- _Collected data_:
-- Opening Marker --

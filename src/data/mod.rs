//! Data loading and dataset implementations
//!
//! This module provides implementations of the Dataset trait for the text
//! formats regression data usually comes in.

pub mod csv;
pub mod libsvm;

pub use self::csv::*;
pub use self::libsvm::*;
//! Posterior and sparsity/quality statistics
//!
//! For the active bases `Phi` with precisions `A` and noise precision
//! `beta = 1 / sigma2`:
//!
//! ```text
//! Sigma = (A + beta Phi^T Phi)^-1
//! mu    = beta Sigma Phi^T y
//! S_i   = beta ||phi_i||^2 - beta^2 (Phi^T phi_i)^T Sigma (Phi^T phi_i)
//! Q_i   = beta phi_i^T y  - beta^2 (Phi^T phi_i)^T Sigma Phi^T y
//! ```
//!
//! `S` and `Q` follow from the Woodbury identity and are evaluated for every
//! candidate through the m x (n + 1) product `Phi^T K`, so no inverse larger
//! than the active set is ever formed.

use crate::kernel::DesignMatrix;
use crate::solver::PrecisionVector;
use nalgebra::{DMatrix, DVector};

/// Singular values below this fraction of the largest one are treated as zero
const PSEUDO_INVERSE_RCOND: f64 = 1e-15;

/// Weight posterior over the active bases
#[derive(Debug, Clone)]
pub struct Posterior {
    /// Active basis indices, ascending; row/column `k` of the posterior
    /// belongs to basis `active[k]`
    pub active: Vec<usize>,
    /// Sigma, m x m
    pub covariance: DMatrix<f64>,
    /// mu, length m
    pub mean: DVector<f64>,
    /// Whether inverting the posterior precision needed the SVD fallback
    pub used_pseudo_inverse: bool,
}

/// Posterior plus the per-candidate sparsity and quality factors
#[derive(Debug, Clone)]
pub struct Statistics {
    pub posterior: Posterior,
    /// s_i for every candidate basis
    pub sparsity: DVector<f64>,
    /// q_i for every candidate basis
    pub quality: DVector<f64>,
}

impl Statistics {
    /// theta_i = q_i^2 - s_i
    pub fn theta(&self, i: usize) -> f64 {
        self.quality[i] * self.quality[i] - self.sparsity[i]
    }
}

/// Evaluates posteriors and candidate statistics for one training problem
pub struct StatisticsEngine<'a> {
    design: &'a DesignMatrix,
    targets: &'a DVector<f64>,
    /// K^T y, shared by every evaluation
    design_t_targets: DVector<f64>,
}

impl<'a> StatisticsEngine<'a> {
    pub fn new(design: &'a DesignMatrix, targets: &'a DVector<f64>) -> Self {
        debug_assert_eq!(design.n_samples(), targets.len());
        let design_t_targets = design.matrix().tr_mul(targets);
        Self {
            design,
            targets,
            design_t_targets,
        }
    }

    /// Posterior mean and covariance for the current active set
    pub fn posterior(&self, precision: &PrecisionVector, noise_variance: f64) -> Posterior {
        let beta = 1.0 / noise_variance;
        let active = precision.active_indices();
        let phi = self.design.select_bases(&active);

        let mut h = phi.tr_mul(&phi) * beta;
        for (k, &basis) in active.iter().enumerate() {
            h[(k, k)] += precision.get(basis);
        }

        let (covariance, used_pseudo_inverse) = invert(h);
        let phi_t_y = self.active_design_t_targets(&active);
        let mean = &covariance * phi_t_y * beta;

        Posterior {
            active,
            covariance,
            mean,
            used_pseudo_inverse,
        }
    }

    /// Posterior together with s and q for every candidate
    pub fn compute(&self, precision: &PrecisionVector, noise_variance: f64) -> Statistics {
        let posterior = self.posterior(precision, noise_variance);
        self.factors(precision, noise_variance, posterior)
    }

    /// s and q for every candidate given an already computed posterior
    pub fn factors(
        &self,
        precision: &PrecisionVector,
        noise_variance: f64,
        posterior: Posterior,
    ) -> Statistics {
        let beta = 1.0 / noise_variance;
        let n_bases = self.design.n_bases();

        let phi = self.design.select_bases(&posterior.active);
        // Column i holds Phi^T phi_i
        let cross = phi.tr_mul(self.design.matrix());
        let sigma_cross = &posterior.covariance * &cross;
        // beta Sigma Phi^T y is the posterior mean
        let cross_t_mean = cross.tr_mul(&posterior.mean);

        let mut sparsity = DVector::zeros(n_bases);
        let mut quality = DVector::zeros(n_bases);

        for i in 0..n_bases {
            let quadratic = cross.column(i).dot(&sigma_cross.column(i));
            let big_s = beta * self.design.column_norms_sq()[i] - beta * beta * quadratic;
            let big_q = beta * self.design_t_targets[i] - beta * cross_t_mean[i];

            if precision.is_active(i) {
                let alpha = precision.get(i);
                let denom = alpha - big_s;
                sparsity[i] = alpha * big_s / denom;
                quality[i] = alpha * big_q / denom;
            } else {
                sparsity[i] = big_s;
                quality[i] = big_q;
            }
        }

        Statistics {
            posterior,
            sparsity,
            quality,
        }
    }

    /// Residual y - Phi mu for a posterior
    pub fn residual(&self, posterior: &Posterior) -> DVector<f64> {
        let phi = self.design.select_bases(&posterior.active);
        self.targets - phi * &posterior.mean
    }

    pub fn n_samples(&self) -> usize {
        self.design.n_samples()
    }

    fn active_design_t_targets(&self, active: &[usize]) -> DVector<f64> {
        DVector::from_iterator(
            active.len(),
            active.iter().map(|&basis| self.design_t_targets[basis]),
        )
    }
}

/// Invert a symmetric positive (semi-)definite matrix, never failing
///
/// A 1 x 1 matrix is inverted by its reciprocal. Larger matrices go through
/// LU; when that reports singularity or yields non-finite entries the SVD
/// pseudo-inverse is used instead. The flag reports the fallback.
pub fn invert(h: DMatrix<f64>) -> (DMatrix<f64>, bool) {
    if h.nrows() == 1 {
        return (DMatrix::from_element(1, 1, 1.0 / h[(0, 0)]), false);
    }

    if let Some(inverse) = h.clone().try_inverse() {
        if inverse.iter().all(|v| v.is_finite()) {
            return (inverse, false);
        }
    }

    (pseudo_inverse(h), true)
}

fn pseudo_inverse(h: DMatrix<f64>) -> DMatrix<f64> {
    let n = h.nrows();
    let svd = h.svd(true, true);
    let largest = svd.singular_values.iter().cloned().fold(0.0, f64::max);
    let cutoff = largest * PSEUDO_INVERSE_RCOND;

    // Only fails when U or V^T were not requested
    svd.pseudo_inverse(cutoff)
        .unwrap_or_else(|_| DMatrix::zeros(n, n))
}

-- Closing Marker --

- _What the task requires_:
Exact copy required. Retype all of the entries word for word.

- _Task result_:
filename src/data/mod.rs
//! Data loading and dataset implementations
//!
//! This module provides implementations of the Dataset trait for the text
//! formats regression data usually comes in.

pub mod csv;
pub mod libsvm;

pub use self::csv::*;
pub use self::libsvm::*;
//! Posterior and sparsity/quality statistics
//!
//! For the active bases `Phi` with precisions `A` and noise precision
//! `beta = 1 / sigma2`:
//!
//! ```text
//! Sigma = (A + beta Phi^T Phi)^-1
//! mu    = beta Sigma Phi^T y
//! S_i   = beta ||phi_i||^2 - beta^2 (Phi^T phi_i)^T Sigma (Phi^T phi_i)
//! Q_i   = beta phi_i^T y  - beta^2 (Phi^T phi_i)^T Sigma Phi^T y
//! ```
//!
//! `S` and `Q` follow from the Woodbury identity and are evaluated for every
//! candidate through the m x (n + 1) product `Phi^T K`, so no inverse larger
//! than the active set is ever formed.

use crate::kernel::DesignMatrix;
use crate::solver::PrecisionVector;
use nalgebra::{DMatrix, DVector};

/// Singular values below this fraction of the largest one are treated as zero
const PSEUDO_INVERSE_RCOND: f64 = 1e-15;

/// Weight posterior over the active bases
#[derive(Debug, Clone)]
pub struct Posterior {
    /// Active basis indices, ascending; row/column `k` of the posterior
    /// belongs to basis `active[k]`
    pub active: Vec<usize>,
    /// Sigma, m x m
    pub covariance: DMatrix<f64>,
    /// mu, length m
    pub mean: DVector<f64>,
    /// Whether inverting the posterior precision needed the SVD fallback
    pub used_pseudo_inverse: bool,
}

/// Posterior plus the per-candidate sparsity and quality factors
#[derive(Debug, Clone)]
pub struct Statistics {
    pub posterior: Posterior,
    /// s_i for every candidate basis
    pub sparsity: DVector<f64>,
    /// q_i for every candidate basis
    pub quality: DVector<f64>,
}

impl Statistics {
    /// theta_i = q_i^2 - s_i
    pub fn theta(&self, i: usize) -> f64 {
        self.quality[i] * self.quality[i] - self.sparsity[i]
    }
}

/// Evaluates posteriors and candidate statistics for one training problem
pub struct StatisticsEngine<'a> {
    design: &'a DesignMatrix,
    targets: &'a DVector<f64>,
    /// K^T y, shared by every evaluation
    design_t_targets: DVector<f64>,
}

impl<'a> StatisticsEngine<'a> {
    pub fn new(design: &'a DesignMatrix, targets: &'a DVector<f64>) -> Self {
        debug_assert_eq!(design.n_samples(), targets.len());
        let design_t_targets = design.matrix().tr_mul(targets);
        Self {
            design,
            targets,
            design_t_targets,
        }
    }

    /// Posterior mean and covariance for the current active set
    pub fn posterior(&self, precision: &PrecisionVector, noise_variance: f64) -> Posterior {
        let beta = 1.0 / noise_variance;
        let active = precision.active_indices();
        let phi = self.design.select_bases(&active);

        let mut h = phi.tr_mul(&phi) * beta;
        for (k, &basis) in active.iter().enumerate() {
            h[(k, k)] += precision.get(basis);
        }

        let (covariance, used_pseudo_inverse) = invert(h);
        let phi_t_y = self.active_design_t_targets(&active);
        let mean = &covariance * phi_t_y * beta;

        Posterior {
            active,
            covariance,
            mean,
            used_pseudo_inverse,
        }
    }

    /// Posterior together with s and q for every candidate
    pub fn compute(&self, precision: &PrecisionVector, noise_variance: f64) -> Statistics {
        let posterior = self.posterior(precision, noise_variance);
        self.factors(precision, noise_variance, posterior)
    }

    /// s and q for every candidate given an already computed posterior
    pub fn factors(
        &self,
        precision: &PrecisionVector,
        noise_variance: f64,
        posterior: Posterior,
    ) -> Statistics {
        let beta = 1.0 / noise_variance;
        let n_bases = self.design.n_bases();

        let phi = self.design.select_bases(&posterior.active);
        // Column i holds Phi^T phi_i
        let cross = phi.tr_mul(self.design.matrix());
        let sigma_cross = &posterior.covariance * &cross;
        // beta Sigma Phi^T y is the posterior mean
        let cross_t_mean = cross.tr_mul(&posterior.mean);

        let mut sparsity = DVector::zeros(n_bases);
        let mut quality = DVector::zeros(n_bases);

        for i in 0..n_bases {
            let quadratic = cross.column(i).dot(&sigma_cross.column(i));
            let big_s = beta * self.design.column_norms_sq()[i] - beta * beta * quadratic;
            let big_q = beta * self.design_t_targets[i] - beta * cross_t_mean[i];

            if precision.is_active(i) {
                let alpha = precision.get(i);
                let denom = alpha - big_s;
                sparsity[i] = alpha * big_s / denom;
                quality[i] = alpha * big_q / denom;
            } else {
                sparsity[i] = big_s;
                quality[i] = big_q;
            }
        }

        Statistics {
            posterior,
            sparsity,
            quality,
        }
    }

    /// Residual y - Phi mu for a posterior
    pub fn residual(&self, posterior: &Posterior) -> DVector<f64> {
        let phi = self.design.select_bases(&posterior.active);
        self.targets - phi * &posterior.mean
    }

    pub fn n_samples(&self) -> usize {
        self.design.n_samples()
    }

    fn active_design_t_targets(&self, active: &[usize]) -> DVector<f64> {
        DVector::from_iterator(
            active.len(),
            active.iter().map(|&basis| self.design_t_targets[basis]),
        )
    }
}

/// Invert a symmetric positive (semi-)definite matrix, never failing
///
/// A 1 x 1 matrix is inverted by its reciprocal. Larger matrices go through
/// LU; when that reports singularity or yields non-finite entries the SVD
/// pseudo-inverse is used instead. The flag reports the fallback.
pub fn invert(h: DMatrix<f64>) -> (DMatrix<f64>, bool) {
    if h.nrows() == 1 {
        return (DMatrix::from_element(1, 1, 1.0 / h[(0, 0)]), false);
    }

    if let Some(inverse) = h.clone().try_inverse() {
        if inverse.iter().all(|v| v.is_finite()) {
            return (inverse, false);
        }
    }

    (pseudo_inverse(h), true)
}

fn pseudo_inverse(h: DMatrix<f64>) -> DMatrix<f64> {
    let n = h.nrows();
    let svd = h.svd(true, true);
    let largest = svd.singular_values.iter().cloned().fold(0.0, f64::max);
    let cutoff = largest * PSEUDO_INVERSE_RCOND;

    // Only fails when U or V^T were not requested
    svd.pseudo_inverse(cutoff)
        .unwrap_or_else(|_| DMatrix::zeros(n, n))
}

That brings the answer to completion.